• **Exercise details**
Every line below needs to be reproduced exactly.

[Saved data entries]

*** Begin section ***

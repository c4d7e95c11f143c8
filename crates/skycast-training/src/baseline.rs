//! One-feature least-squares baseline.
//!
//! Fits `temp ≈ slope * x + intercept` on a single feature column so the
//! network's test score has a reference point.

use serde::{Deserialize, Serialize};
use skycast_data::FeatureSchema;
use skycast_layers::Tensor;
use tracing::info;

use crate::metrics::EvaluationReport;

/// Feature the pipeline regresses the target on.
pub const BASELINE_FEATURE: &str = "feels_like";

/// Ordinary least squares on one feature.
#[derive(Debug, Clone, PartialEq, Serialize, Deserialize)]
pub struct LinearBaseline {
    /// Feature column name.
    pub feature: String,
    /// Fitted slope.
    pub slope: f64,
    /// Fitted intercept.
    pub intercept: f64,
}

impl LinearBaseline {
    /// Fits `y` on `x`.
    ///
    /// Returns `None` when the inputs are empty, differ in length, or `x` is
    /// constant.
    pub fn fit(feature: &str, x: &[f32], y: &[f32]) -> Option<Self> {
        if x.is_empty() || x.len() != y.len() {
            return None;
        }
        let n = x.len() as f64;
        let mean_x = x.iter().map(|&v| f64::from(v)).sum::<f64>() / n;
        let mean_y = y.iter().map(|&v| f64::from(v)).sum::<f64>() / n;

        let mut numerator = 0.0;
        let mut denominator = 0.0;
        for (&xi, &yi) in x.iter().zip(y) {
            let dx = f64::from(xi) - mean_x;
            numerator += dx * (f64::from(yi) - mean_y);
            denominator += dx * dx;
        }
        if denominator <= 0.0 {
            return None;
        }

        let slope = numerator / denominator;
        Some(Self {
            feature: feature.to_string(),
            slope,
            intercept: mean_y - slope * mean_x,
        })
    }

    /// Predictions for `x`.
    pub fn predict(&self, x: &[f32]) -> Vec<f32> {
        x.iter()
            .map(|&v| (self.slope * f64::from(v) + self.intercept) as f32)
            .collect()
    }

    /// Scores the baseline on `x` against `y`.
    ///
    /// # Panics
    ///
    /// Panics if the slices differ in length or are empty.
    pub fn evaluate(&self, x: &[f32], y: &[f32]) -> EvaluationReport {
        EvaluationReport::from_predictions(&self.predict(x), y, 0.0)
    }
}

/// Baseline fitted on the training rows and scored on the test rows.
#[derive(Debug, Clone, PartialEq)]
pub struct BaselineReport {
    /// Fitted line.
    pub model: LinearBaseline,
    /// Test set score.
    pub test: EvaluationReport,
}

/// Values of one column of a `[n, d]` tensor.
pub fn feature_column(x: &Tensor, column: usize) -> Vec<f32> {
    assert_eq!(x.ndim(), 2, "expected a [n, d] tensor");
    let width = x.shape()[1];
    assert!(column < width, "column {} out of range for width {}", column, width);
    x.data().iter().skip(column).step_by(width).copied().collect()
}

/// Fits [`BASELINE_FEATURE`] on the training partition and scores it on the
/// test partition. Returns `None` if the schema lacks the feature, either
/// partition is empty, or the training column is constant.
pub fn fit_baseline(
    schema: &FeatureSchema,
    x_train: &Tensor,
    y_train: &Tensor,
    x_test: &Tensor,
    y_test: &Tensor,
) -> Option<BaselineReport> {
    let column = schema
        .column_names()
        .iter()
        .position(|name| name == BASELINE_FEATURE)?;
    if x_test.shape()[0] == 0 || x_test.shape()[0] != y_test.numel() {
        return None;
    }

    let model = LinearBaseline::fit(
        BASELINE_FEATURE,
        &feature_column(x_train, column),
        y_train.data(),
    )?;
    let test = model.evaluate(&feature_column(x_test, column), y_test.data());
    info!(
        feature = BASELINE_FEATURE,
        slope = model.slope,
        intercept = model.intercept,
        rmse = test.rmse,
        r2 = test.r2,
        "Linear baseline"
    );
    Some(BaselineReport { model, test })
}
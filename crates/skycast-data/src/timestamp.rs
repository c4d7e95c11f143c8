//! Observation timestamp parsing.
//!
//! Source timestamps look like `1979-01-01 00:00:00 +0000 UTC`. The trailing
//! ` +0000 UTC` marker is stripped before parsing; every timestamp is UTC.

use chrono::{Datelike, NaiveDate, NaiveDateTime, Timelike};

/// Suffix removed from every timestamp before parsing.
pub const TIMESTAMP_SUFFIX: &str = " +0000 UTC";

const DATETIME_FORMATS: &[&str] = &["%Y-%m-%d %H:%M:%S", "%Y-%m-%dT%H:%M:%S", "%Y-%m-%d %H:%M"];

/// Removes [`TIMESTAMP_SUFFIX`] if present.
pub fn strip_suffix(raw: &str) -> &str {
    raw.strip_suffix(TIMESTAMP_SUFFIX).unwrap_or(raw).trim()
}

/// Parses a stripped timestamp. A bare date is taken as midnight.
pub fn parse_timestamp(stripped: &str) -> Option<NaiveDateTime> {
    DATETIME_FORMATS
        .iter()
        .find_map(|fmt| NaiveDateTime::parse_from_str(stripped, fmt).ok())
        .or_else(|| {
            NaiveDate::parse_from_str(stripped, "%Y-%m-%d")
                .ok()
                .and_then(|d| d.and_hms_opt(0, 0, 0))
        })
}

/// Calendar fields derived from a timestamp.
#[derive(Debug, Clone, Copy, PartialEq, Eq)]
pub struct TimeParts {
    /// Hour of day, 0-23
    pub hour: u32,
    /// Day of month, 1-31
    pub day: u32,
    /// Month, 1-12
    pub month: u32,
    /// Calendar year
    pub year: i32,
}

impl TimeParts {
    /// Returns `[hour, day, month, year]` as feature values.
    pub fn as_features(&self) -> [f64; 4] {
        [
            f64::from(self.hour),
            f64::from(self.day),
            f64::from(self.month),
            f64::from(self.year),
        ]
    }
}

impl From<NaiveDateTime> for TimeParts {
    fn from(dt: NaiveDateTime) -> Self {
        Self {
            hour: dt.hour(),
            day: dt.day(),
            month: dt.month(),
            year: dt.year(),
        }
    }
}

*** End section ***

• **Response to the task**
repository c4d7e95c11f143c8
filename crates/skycast-training/src/baseline.rs
//! One-feature least-squares baseline.
//!
//! Fits `temp ≈ slope * x + intercept` on a single feature column so the
//! network's test score has a reference point.

use serde::{Deserialize, Serialize};
use skycast_data::FeatureSchema;
use skycast_layers::Tensor;
use tracing::info;

use crate::metrics::EvaluationReport;

/// Feature the pipeline regresses the target on.
pub const BASELINE_FEATURE: &str = "feels_like";

/// Ordinary least squares on one feature.
#[derive(Debug, Clone, PartialEq, Serialize, Deserialize)]
pub struct LinearBaseline {
    /// Feature column name.
    pub feature: String,
    /// Fitted slope.
    pub slope: f64,
    /// Fitted intercept.
    pub intercept: f64,
}

impl LinearBaseline {
    /// Fits `y` on `x`.
    ///
    /// Returns `None` when the inputs are empty, differ in length, or `x` is
    /// constant.
    pub fn fit(feature: &str, x: &[f32], y: &[f32]) -> Option<Self> {
        if x.is_empty() || x.len() != y.len() {
            return None;
        }
        let n = x.len() as f64;
        let mean_x = x.iter().map(|&v| f64::from(v)).sum::<f64>() / n;
        let mean_y = y.iter().map(|&v| f64::from(v)).sum::<f64>() / n;

        let mut numerator = 0.0;
        let mut denominator = 0.0;
        for (&xi, &yi) in x.iter().zip(y) {
            let dx = f64::from(xi) - mean_x;
            numerator += dx * (f64::from(yi) - mean_y);
            denominator += dx * dx;
        }
        if denominator <= 0.0 {
            return None;
        }

        let slope = numerator / denominator;
        Some(Self {
            feature: feature.to_string(),
            slope,
            intercept: mean_y - slope * mean_x,
        })
    }

    /// Predictions for `x`.
    pub fn predict(&self, x: &[f32]) -> Vec<f32> {
        x.iter()
            .map(|&v| (self.slope * f64::from(v) + self.intercept) as f32)
            .collect()
    }

    /// Scores the baseline on `x` against `y`.
    ///
    /// # Panics
    ///
    /// Panics if the slices differ in length or are empty.
    pub fn evaluate(&self, x: &[f32], y: &[f32]) -> EvaluationReport {
        EvaluationReport::from_predictions(&self.predict(x), y, 0.0)
    }
}

/// Baseline fitted on the training rows and scored on the test rows.
#[derive(Debug, Clone, PartialEq)]
pub struct BaselineReport {
    /// Fitted line.
    pub model: LinearBaseline,
    /// Test set score.
    pub test: EvaluationReport,
}

/// Values of one column of a `[n, d]` tensor.
pub fn feature_column(x: &Tensor, column: usize) -> Vec<f32> {
    assert_eq!(x.ndim(), 2, "expected a [n, d] tensor");
    let width = x.shape()[1];
    assert!(column < width, "column {} out of range for width {}", column, width);
    x.data().iter().skip(column).step_by(width).copied().collect()
}

/// Fits [`BASELINE_FEATURE`] on the training partition and scores it on the
/// test partition. Returns `None` if the schema lacks the feature, either
/// partition is empty, or the training column is constant.
pub fn fit_baseline(
    schema: &FeatureSchema,
    x_train: &Tensor,
    y_train: &Tensor,
    x_test: &Tensor,
    y_test: &Tensor,
) -> Option<BaselineReport> {
    let column = schema
        .column_names()
        .iter()
        .position(|name| name == BASELINE_FEATURE)?;
    if x_test.shape()[0] == 0 || x_test.shape()[0] != y_test.numel() {
        return None;
    }

    let model = LinearBaseline::fit(
        BASELINE_FEATURE,
        &feature_column(x_train, column),
        y_train.data(),
    )?;
    let test = model.evaluate(&feature_column(x_test, column), y_test.data());
    info!(
        feature = BASELINE_FEATURE,
        slope = model.slope,
        intercept = model.intercept,
        rmse = test.rmse,
        r2 = test.r2,
        "Linear baseline"
    );
    Some(BaselineReport { model, test })
}
filename crates/skycast-data/src/timestamp.rs
repository c4d7e95c11f143c8
//! Observation timestamp parsing.
//!
//! Source timestamps look like `1979-01-01 00:00:00 +0000 UTC`. The trailing
//! ` +0000 UTC` marker is stripped before parsing; every timestamp is UTC.

use chrono::{Datelike, NaiveDate, NaiveDateTime, Timelike};

/// Suffix removed from every timestamp before parsing.
pub const TIMESTAMP_SUFFIX: &str = " +0000 UTC";

const DATETIME_FORMATS: &[&str] = &["%Y-%m-%d %H:%M:%S", "%Y-%m-%dT%H:%M:%S", "%Y-%m-%d %H:%M"];

/// Removes [`TIMESTAMP_SUFFIX`] if present.
pub fn strip_suffix(raw: &str) -> &str {
    raw.strip_suffix(TIMESTAMP_SUFFIX).unwrap_or(raw).trim()
}

/// Parses a stripped timestamp. A bare date is taken as midnight.
pub fn parse_timestamp(stripped: &str) -> Option<NaiveDateTime> {
    DATETIME_FORMATS
        .iter()
        .find_map(|fmt| NaiveDateTime::parse_from_str(stripped, fmt).ok())
        .or_else(|| {
            NaiveDate::parse_from_str(stripped, "%Y-%m-%d")
                .ok()
                .and_then(|d| d.and_hms_opt(0, 0, 0))
        })
}

/// Calendar fields derived from a timestamp.
#[derive(Debug, Clone, Copy, PartialEq, Eq)]
pub struct TimeParts {
    /// Hour of day, 0-23
    pub hour: u32,
    /// Day of month, 1-31
    pub day: u32,
    /// Month, 1-12
    pub month: u32,
    /// Calendar year
    pub year: i32,
}

impl TimeParts {
    /// Returns `[hour, day, month, year]` as feature values.
    pub fn as_features(&self) -> [f64; 4] {
        [
            f64::from(self.hour),
            f64::from(self.day),
            f64::from(self.month),
            f64::from(self.year),
        ]
    }
}

impl From<NaiveDateTime> for TimeParts {
    fn from(dt: NaiveDateTime) -> Self {
        Self {
            hour: dt.hour(),
            day: dt.day(),
            month: dt.month(),
            year: dt.year(),
        }
    }
}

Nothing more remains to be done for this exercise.